Exercise prompt
Could you find every line in the entries below that holds the word "usize" and copy it?

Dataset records
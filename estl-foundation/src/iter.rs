// ESTL - estl-foundation
// Module: Cursor Contract
//
// Copyright (c) 2025 The ESTL Project Developers
// Licensed under the MIT license.
// SPDX-License-Identifier: MIT

//! Position-based cursors.
//!
//! Rust iterators cover plain traversal (`iter()`, `.rev()`), but the sorted
//! map also hands out *positions*: the result of `find`, `lower_bound` or
//! `upper_bound` is a place inside the container, possibly the one-past-the-end
//! place. A [`Cursor`] models such a place. It names its element type, the
//! signed [`Difference`] type used to measure between two cursors and a
//! [`Category`] that decides how [`distance`] and [`advance`] move it.
//!
//! Cursors borrow their container, so no structural mutation can happen
//! while one is alive.

/// Signed distance between two cursors.
pub type Difference = isize;

/// Traversal capabilities of a cursor, weakest first.
#[derive(Debug, Clone, Copy, PartialEq, Eq, PartialOrd, Ord, Hash)]
pub enum Category {
    /// Single forward pass
    Input,
    /// Repeatable forward traversal
    Forward,
    /// Forward and backward single steps
    Bidirectional,
    /// Constant-time jumps to any offset
    RandomAccess,
}

impl Category {
    /// Returns `true` when cursors of this category can step backward.
    #[must_use]
    pub const fn supports_backward(self) -> bool {
        matches!(self, Self::Bidirectional | Self::RandomAccess)
    }

    /// Returns `true` when cursors of this category can jump to an offset.
    #[must_use]
    pub const fn supports_jump(self) -> bool {
        matches!(self, Self::RandomAccess)
    }
}

/// A position inside a container.
///
/// A cursor may rest on an element or on the end position; [`Cursor::get`]
/// returns `None` at the end. Equality means "same container, same place".
pub trait Cursor: Clone + PartialEq {
    /// What [`Cursor::get`] yields
    type Item;

    /// Traversal capabilities of this cursor type
    const CATEGORY: Category;

    /// The element at the current position, or `None` at the end.
    fn get(&self) -> Option<Self::Item>;

    /// Steps forward. Returns `false`, without moving, at the end.
    fn move_next(&mut self) -> bool;

    /// Steps backward. Returns `false`, without moving, at the front or
    /// when the category does not support it.
    fn move_prev(&mut self) -> bool {
        false
    }

    /// Zero-based offset from the front, for random-access cursors.
    fn offset(&self) -> Option<usize> {
        None
    }

    /// Jumps to `offset`. Returns `false`, without moving, when the offset
    /// lies past the end or the category does not support jumps.
    fn seek(&mut self, offset: usize) -> bool {
        let _ = offset;
        false
    }
}

#[allow(clippy::cast_possible_wrap)]
fn signed_gap(from: usize, to: usize) -> Difference {
    if to >= from {
        (to - from) as Difference
    } else {
        -((from - to) as Difference)
    }
}

/// Number of forward steps from `first` to `last`.
///
/// Random-access cursors answer in constant time and may return a negative
/// value. Other cursors are stepped from `first` until they compare equal to
/// `last`; if the end is reached first, the steps taken so far are returned.
pub fn distance<C: Cursor>(first: &C, last: &C) -> Difference {
    if C::CATEGORY.supports_jump() {
        if let (Some(from), Some(to)) = (first.offset(), last.offset()) {
            return signed_gap(from, to);
        }
    }

    let mut cursor = first.clone();
    let mut steps: Difference = 0;
    while cursor != *last && cursor.move_next() {
        steps += 1;
    }
    steps
}

/// Moves `cursor` by `n` positions (backward when negative).
///
/// Returns the part of `n` that could not be applied: `0` on success, the
/// remainder when the front or end was hit, or `n` itself for a backward
/// move on a cursor that cannot step backward.
pub fn advance<C: Cursor>(cursor: &mut C, n: Difference) -> Difference {
    if C::CATEGORY.supports_jump() {
        let target = cursor.offset().and_then(|at| at.checked_add_signed(n));
        if let Some(target) = target {
            if cursor.seek(target) {
                return 0;
            }
        }
    }

    let mut remaining = n;
    while remaining > 0 && cursor.move_next() {
        remaining -= 1;
    }
    if C::CATEGORY.supports_backward() {
        while remaining < 0 && cursor.move_prev() {
            remaining += 1;
        }
    }
    remaining
}

/// Walks `first` forward, yielding every element until `last`.
///
/// ```
/// use estl_foundation::{iter, StaticMap};
///
/// let mut map = StaticMap::<u32, char, 8>::new();
/// for (key, value) in [(1, 'a'), (3, 'c'), (5, 'e'), (7, 'g')] {
///     map.insert(key, value)?;
/// }
/// let keys: Vec<u32> = iter::between(map.lower_bound(&2), map.upper_bound(&5))
///     .map(|(key, _)| *key)
///     .collect();
/// assert_eq!(keys, [3, 5]);
/// # Ok::<(), estl_foundation::Error>(())
/// ```
pub fn between<C: Cursor>(first: C, last: C) -> Between<C> {
    Between {
        cursor: first,
        last,
    }
}

/// Iterator returned by [`between`].
#[derive(Debug, Clone)]
pub struct Between<C> {
    cursor: C,
    last:   C,
}

impl<C: Cursor> Iterator for Between<C> {
    type Item = C::Item;

    fn next(&mut self) -> Option<Self::Item> {
        if self.cursor == self.last {
            return None;
        }
        let item = self.cursor.get()?;
        self.cursor.move_next();
        Some(item)
    }
}

/// Reverse-order adapter.
///
/// `Rev` over a base cursor at position `p` refers to the element at
/// `p - 1`, so the reverse of the end cursor is the last element and the
/// reverse of the front cursor is the reverse end. The base cursor must
/// support backward steps.
///
/// A reversed cursor has no offset of its own, so it is at most
/// [`Category::Bidirectional`] even over a random-access base.
#[derive(Debug, Clone, Copy, PartialEq, Eq)]
pub struct Rev<C> {
    base: C,
}

impl<C> Rev<C> {
    /// Wraps `base`.
    pub const fn new(base: C) -> Self {
        Self { base }
    }

    /// The underlying cursor.
    pub const fn base(&self) -> &C {
        &self.base
    }

    /// Unwraps the underlying cursor.
    pub fn into_base(self) -> C {
        self.base
    }
}

impl<C: Cursor> Cursor for Rev<C> {
    type Item = C::Item;

    const CATEGORY: Category = if C::CATEGORY.supports_jump() {
        Category::Bidirectional
    } else {
        C::CATEGORY
    };

    fn get(&self) -> Option<Self::Item> {
        let mut probe = self.base.clone();
        if probe.move_prev() {
            probe.get()
        } else {
            None
        }
    }

    fn move_next(&mut self) -> bool {
        self.base.move_prev()
    }

    fn move_prev(&mut self) -> bool {
        self.base.move_next()
    }
}

#[cfg(test)]
mod tests {
    use super::*;
    use crate::{StaticMap, StaticVec, VecCursor};

    fn sample() -> StaticVec<u32, 8> {
        (10..15).collect()
    }

    #[test]
    fn test_category_capabilities() {
        assert!(!Category::Forward.supports_backward());
        assert!(Category::Bidirectional.supports_backward());
        assert!(!Category::Bidirectional.supports_jump());
        assert!(Category::RandomAccess.supports_jump());
        assert!(Category::Input < Category::RandomAccess);
    }

    #[test]
    fn test_distance_random_access() {
        let vec = sample();
        assert_eq!(distance(&vec.cursor_front(), &vec.cursor_end()), 5);
        assert_eq!(distance(&vec.cursor_end(), &vec.cursor_front()), -5);
    }

    #[test]
    fn test_distance_bidirectional_steps() {
        let mut map = StaticMap::<u32, (), 8>::new();
        for key in [4, 2, 9] {
            map.insert(key, ()).unwrap();
        }
        assert_eq!(distance(&map.begin(), &map.end()), 3);
        assert_eq!(distance(&map.find(&4), &map.end()), 2);
    }

    #[test]
    fn test_advance_random_access() {
        let vec = sample();
        let mut cursor = vec.cursor_front();
        assert_eq!(advance(&mut cursor, 3), 0);
        assert_eq!(cursor.get(), Some(&13));
        assert_eq!(advance(&mut cursor, -2), 0);
        assert_eq!(cursor.get(), Some(&11));
        // Two steps remain once the end is reached.
        assert_eq!(advance(&mut cursor, 6), 2);
        assert_eq!(cursor, vec.cursor_end());
    }

    #[test]
    fn test_advance_bidirectional() {
        let mut map = StaticMap::<u32, (), 8>::new();
        for key in [1, 2, 3] {
            map.insert(key, ()).unwrap();
        }
        let mut cursor = map.begin();
        assert_eq!(advance(&mut cursor, 2), 0);
        assert_eq!(cursor.key(), Some(&3));
        assert_eq!(advance(&mut cursor, -5), -3);
        assert_eq!(cursor, map.begin());
    }

    #[test]
    fn test_rev_walks_backwards() {
        let vec = sample();
        let mut rev = Rev::new(vec.cursor_end());
        let rend = Rev::new(vec.cursor_front());

        assert_eq!(rev.get(), Some(&14));
        assert!(rev.move_next());
        assert_eq!(rev.get(), Some(&13));
        assert_eq!(distance(&rev, &rend), 4);

        let collected: StaticVec<u32, 8> = between(rev, rend).copied().collect();
        assert_eq!(collected.as_slice(), &[13, 12, 11, 10]);
        assert_eq!(rend.get(), None);
    }

    #[test]
    fn test_rev_over_random_access_steps() {
        let vec: StaticVec<u32, 8> = (1..=3).collect();
        let rbegin = Rev::new(vec.cursor_end());
        let rend = Rev::new(vec.cursor_front());

        assert_eq!(<Rev<VecCursor<'_, u32>> as Cursor>::CATEGORY, Category::Bidirectional);
        assert!(!<Rev<VecCursor<'_, u32>> as Cursor>::CATEGORY.supports_jump());
        assert_eq!(rbegin.offset(), None);

        assert_eq!(distance(&rbegin, &rend), 3);
        // Stepping cursors stop at the end instead of measuring backward.
        assert_eq!(distance(&rend, &rbegin), 0);

        let mut cursor = rbegin;
        assert_eq!(advance(&mut cursor, 2), 0);
        assert_eq!(cursor.get(), Some(&1));
        assert_eq!(advance(&mut cursor, -1), 0);
        assert_eq!(cursor.get(), Some(&2));
        assert_eq!(advance(&mut cursor, 5), 3);
        assert_eq!(cursor, rend);
    }

    #[test]
    fn test_rev_keeps_weaker_categories() {
        let map = StaticMap::<u32, (), 4>::new();
        assert_eq!(
            <Rev<crate::MapCursor<'_, u32, ()>> as Cursor>::CATEGORY,
            Category::Bidirectional
        );
        assert_eq!(Rev::new(map.end()), Rev::new(map.begin()));
    }

    #[test]
    fn test_between_empty_range() {
        let vec = sample();
        assert_eq!(between(vec.cursor_end(), vec.cursor_end()).count(), 0);
    }
}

Response area
    fn offset(&self) -> Option<usize> {
    fn seek(&mut self, offset: usize) -> bool {
fn signed_gap(from: usize, to: usize) -> Difference {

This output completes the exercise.